Up Country

Up Country by Nelson DeMille Page B

Book: Up Country by Nelson DeMille Read Free Book Online
Authors: Nelson DeMille
First, it certainly did look like murder, though that might depend on what the argument was about. Second, it was a strange and interesting occurrence, as Sergeant Tran Van Vinh said.
    I began from the beginning of the letter—a government building within the Citadel. Many Vietnamese cities had citadels, built by the French in most cases. The Citadel was the walled and fortified center of the city that contained government buildings, schools, hospitals, military headquarters, and even residential sections. I knew the Citadel at Quang Tri because I was ordered to an awards ceremony there in July ’68, out on the parade ground, where the Vietnamese government was handing out medals to American soldiers for various battles. The Citadel was half in ruins, and I realized now that I must have been standing somewhere in the vicinity of where this incident had taken place six months earlier. I received the Vietnamese Cross of Gallantry, and the Vietnamese colonel who pinned it on me had, unfortunately for me, been trained by the French, and he gave me a kiss on both cheeks. I should have told him to kiss my ass, but it wasn’t his fault I was there.
    In any case, I could sort of picture where this incident took place. I tried to picture, also, these two American officers coming into the half-ruined building within the Citadel, while the battle raged around them, and Tran Van Vinh lying there with his itchy trigger finger on his AK-47, bleeding from an American artillery shell burst.
    The American officers were definitely not combat infantrymen, or they’d have their troops all around them; these guys were undoubtedly rear echelon types, most probably MACV advisors, and, as I recalled, they had their headquarters somewhere in the Citadel. Somehow they’d gotten separated from whatever South Vietnamese army unit they were attached to, or the South Viets had taken a powder, which they sometimes did. This was partly speculation on my part, but it was the most logical explanation of how two American officers wound up alone, without troops, in a city that was garrisoned solely by the South Vietnamese army.
    So, these two guys are caught in the middle of a slugfest between the North and South Viets, the city is a killing zone, and these two find the time to go off on their own and have an argument about something that leads to one guy blowing away the other guy. Strange. And I agreed with
Tran Van Vinh—“I can attach no meaning to it.” But I had a feeling that whatever that argument was about was what this whole thing was about.

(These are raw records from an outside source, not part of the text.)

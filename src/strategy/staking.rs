//! Martingale stake sizing.
//!
//! Pure functions: each loss doubles the previous stake, so a win
//! recovers the whole streak plus one base stake in profit. Once the
//! configured double-down budget is exhausted the stake holds at a
//! deterministic ceiling instead of growing further.

use rust_decimal::Decimal;
use rust_decimal_macros::dec;
use tracing::debug;

use crate::types::round_stake;

/// Compute the stake for the next wager.
///
/// - No streak: the base stake.
/// - Budget exhausted (`consecutive_losses >= max_double_downs`): a
///   deterministic ceiling from [`capped_stake`], independent of the
///   amounts actually lost.
/// - Otherwise: the base stake doubled once per loss in the streak.
///   With every stake following this progression, a win pays back all
///   prior losses plus one base stake.
///
/// All outputs are truncated to the settlement currency's minimum unit.
pub fn next_stake(
    consecutive_losses: u32,
    total_lost_in_streak: Decimal,
    base_stake: Decimal,
    max_double_downs: u32,
) -> Decimal {
    if consecutive_losses == 0 {
        return round_stake(base_stake);
    }
    if consecutive_losses >= max_double_downs {
        let capped = capped_stake(base_stake, max_double_downs);
        debug!(
            consecutive_losses,
            max_double_downs,
            total_lost = %total_lost_in_streak,
            capped = %capped,
            "Double-down budget exhausted, stake capped"
        );
        return capped;
    }

    let mut stake = base_stake;
    for _ in 0..consecutive_losses {
        stake *= dec!(2);
    }
    round_stake(stake)
}

/// The safety-ceiling stake once the double-down budget is exhausted.
///
/// The base stake doubled `max_double_downs` times; the same value the
/// progression would reach on its final allowed double-down.
/// Deterministic in the base stake and budget alone.
pub fn capped_stake(base_stake: Decimal, max_double_downs: u32) -> Decimal {
    let mut stake = base_stake;
    for _ in 0..max_double_downs {
        stake *= dec!(2);
    }
    round_stake(stake)
}

#[cfg(test)]
mod tests {
    use super::*;

    #[test]
    fn test_fresh_streak_returns_base() {
        assert_eq!(next_stake(0, Decimal::ZERO, dec!(0.003), 3), dec!(0.003));
        // The zero-loss branch wins even if a stale loss total is passed in.
        assert_eq!(next_stake(0, dec!(0.5), dec!(0.003), 3), dec!(0.003));
    }

    #[test]
    fn test_doubles_previous_stake_per_loss() {
        assert_eq!(next_stake(1, dec!(0.01), dec!(0.01), 5), dec!(0.02));
        assert_eq!(next_stake(2, dec!(0.03), dec!(0.01), 5), dec!(0.04));
        assert_eq!(next_stake(3, dec!(0.07), dec!(0.01), 5), dec!(0.08));
    }

    #[test]
    fn test_progression_is_geometric_not_loss_sum() {
        // After losses of 0.003 and 0.006 the third stake doubles the
        // previous stake (0.012), not the 0.009 lost so far (0.018).
        assert_eq!(next_stake(2, dec!(0.009), dec!(0.003), 5), dec!(0.012));
        // The loss total never steers the result below the cap either.
        assert_eq!(next_stake(2, dec!(5), dec!(0.003), 5), dec!(0.012));
    }

    #[test]
    fn test_full_recovery_plus_base_profit() {
        // 0.003 + 0.006 lost; the 0.012 stake at even odds pays 0.012,
        // netting the 0.009 streak back plus one base stake.
        let base = dec!(0.003);
        let lost = dec!(0.003) + dec!(0.006);
        let stake = next_stake(2, lost, base, 5);
        assert_eq!(stake - lost, base);
    }

    #[test]
    fn test_cap_formula_deterministic() {
        // 0.003 -> 0.006 -> 0.012 -> 0.024 over three doublings.
        assert_eq!(capped_stake(dec!(0.003), 3), dec!(0.024));
        // The cap ignores the actual loss total.
        assert_eq!(next_stake(3, dec!(0.001), dec!(0.003), 3), dec!(0.024));
        assert_eq!(next_stake(3, dec!(99), dec!(0.003), 3), dec!(0.024));
    }

    #[test]
    fn test_cap_applies_beyond_budget() {
        // Losses past the budget keep returning the same ceiling.
        assert_eq!(next_stake(7, dec!(1.5), dec!(0.003), 3), dec!(0.024));
    }

    #[test]
    fn test_cap_single_double_down() {
        assert_eq!(capped_stake(dec!(0.01), 1), dec!(0.02));
    }

    #[test]
    fn test_output_truncated_to_minimum_unit() {
        // 2 x 0.00000155 = 0.0000031; the seventh fractional digit is cut.
        assert_eq!(next_stake(1, dec!(0.00000155), dec!(0.00000155), 5), dec!(0.000003));
        assert_eq!(capped_stake(dec!(0.00000155), 1), dec!(0.000003));
    }

    #[test]
    fn test_cap_progression_base_001() {
        // baseStake=0.01, maxDoubleDowns=2: 0.01, 0.02, then capped.
        let base = dec!(0.01);
        assert_eq!(next_stake(0, Decimal::ZERO, base, 2), dec!(0.01));
        assert_eq!(next_stake(1, dec!(0.01), base, 2), dec!(0.02));
        assert_eq!(next_stake(2, dec!(0.03), base, 2), capped_stake(base, 2));
        assert_eq!(capped_stake(base, 2), dec!(0.04));
    }
}
/// An uncertain reading wagers nothing, skips exactly one round, and
/// leaves the staking sequence untouched.
#[tokio::test]
async fn uncertain_prediction_skips_one_round_only() {
    let (chain, feed, _, mut engine) = build(dec!(10), true);

    chain.open_round(100, 18, dec!(600));
    wager_on(&mut engine, &chain, 100).await;
    let stake_before = engine.state().next_stake;

    chain.closing_soon(100, 20, dec!(600));
    chain.open_round(101, 120, dec!(600));
    feed.set(dec!(600.07));
    engine.tick().await.unwrap();

    assert!(engine.state().conjecture.is_none());
    assert_eq!(engine.state().skip_round, Some(101));
    assert_eq!(engine.state().next_stake, stake_before);

    // Round 100 finalizes as a win; round 101 is in window but skipped.
    chain.finalize(100, dec!(600), dec!(600.9));
    chain.open_round(101, 18, dec!(600));
    engine.tick().await.unwrap();
    assert_eq!(chain.wagers().len(), 1);

    // Round 102 is wagered on normally.
    chain.open_round(102, 18, dec!(600));
    wager_on(&mut engine, &chain, 102).await;
    assert_eq!(chain.wagers().len(), 2);
    assert_eq!(engine.state().skip_round, None);
}

/// An assumed win wagered early, later contradicted by the chain,
/// re-enters the doubling sequence from the real outcome.
#[tokio::test]
async fn assumed_win_contradicted_by_chain() {
    let (chain, feed, _, mut engine) = build(dec!(10), true);

    chain.open_round(100, 18, dec!(600));
    wager_on(&mut engine, &chain, 100).await;

    // Looks like a win near the close, so the base stake goes into 101.
    chain.closing_soon(100, 20, dec!(600));
    chain.open_round(101, 120, dec!(600));
    feed.set(dec!(600.55));
    engine.tick().await.unwrap();
    assert_eq!(*chain.wagers().last().unwrap(), (101, Side::Up, dec!(0.003)));

    // A late swing made round 100 a loss after all.
    chain.finalize(100, dec!(600), dec!(599.9));
    chain.open_round(102, 120, dec!(599.9));
    engine.tick().await.unwrap();

    // The streak reflects the real outcome.
    assert_eq!(engine.state().consecutive_losses, 1);
    assert_eq!(engine.state().total_lost_in_streak, dec!(0.003));
    assert_eq!(engine.state().losses, 1);
}

// ---------------------------------------------------------------------------
// Remote control over a live sequence
// ---------------------------------------------------------------------------

#[tokio::test]
async fn stop_lets_pending_round_settle() {
    let (chain, _, _, mut engine) = build(dec!(10), false);

    chain.open_round(100, 18, dec!(600));
    wager_on(&mut engine, &chain, 100).await;

    let reply = engine.handle_command("/stop").await;
    assert!(reply.contains("settles"));

    // While stopped nothing happens, even when the round finalizes.
    chain.finalize(100, dec!(600), dec!(601));
    chain.open_round(101, 18, dec!(601));
    engine.tick().await.unwrap();
    assert_eq!(engine.state().wins, 0);

    // Restarting reconciles the pending win and resumes wagering.
    engine.handle_command("/start").await;
    engine.tick().await.unwrap();
    assert_eq!(engine.state().wins, 1);
    assert_eq!(chain.claims(), vec![100]);
}

#[tokio::test]
async fn settings_change_applies_to_next_streak() {
    let (chain, _, _, mut engine) = build(dec!(10), false);

    engine.handle_command("/stop").await;
    let reply = engine.handle_command("/setbase 0.005").await;
    assert!(reply.contains("0.005"));
    engine.handle_command("/start").await;

    chain.open_round(100, 18, dec!(600));
    wager_on(&mut engine, &chain, 100).await;
    assert_eq!(*chain.wagers().last().unwrap(), (100, Side::Up, dec!(0.005)));
}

    I glanced at the letter again: the captain ran out of the building . Tran Van Vinh, smart survivor that he is, doesn’t move until nightfall, then he goes down to the body of the lieutenant, has some water, which is his first priority, then takes the dead American’s C rations, and rifle, and also his pistol—probably a Colt .45—his wallet, and “other items from his body.” Such as what? The dog tags undoubtedly. This was a big prize for the enemy and was proof that you’d killed an American, and it got you a piece of fish or something. But as Sergeant Tran Van Vinh noted, if he were captured with any American military items, he’d be shot, Geneva Convention notwithstanding. So, he had to decide what to do with these items, these war trophies.
    Maybe he kept them, and maybe, whether or not he was still alive, they were proudly displayed in his little family hut somewhere. Maybe.
    So, what was missing from the translation of this letter? The phrase and other items from his body may have been substituted for Vinh’s actual words.
    But I could be reading too much into this, and maybe I was more suspicious than I needed to be. A little suspicion and speculating are good; too much and you start to outsmart yourself.
    I realized that we were almost on the ground. A few seconds later, the 747 touched down, rolled out, and taxied toward the terminal.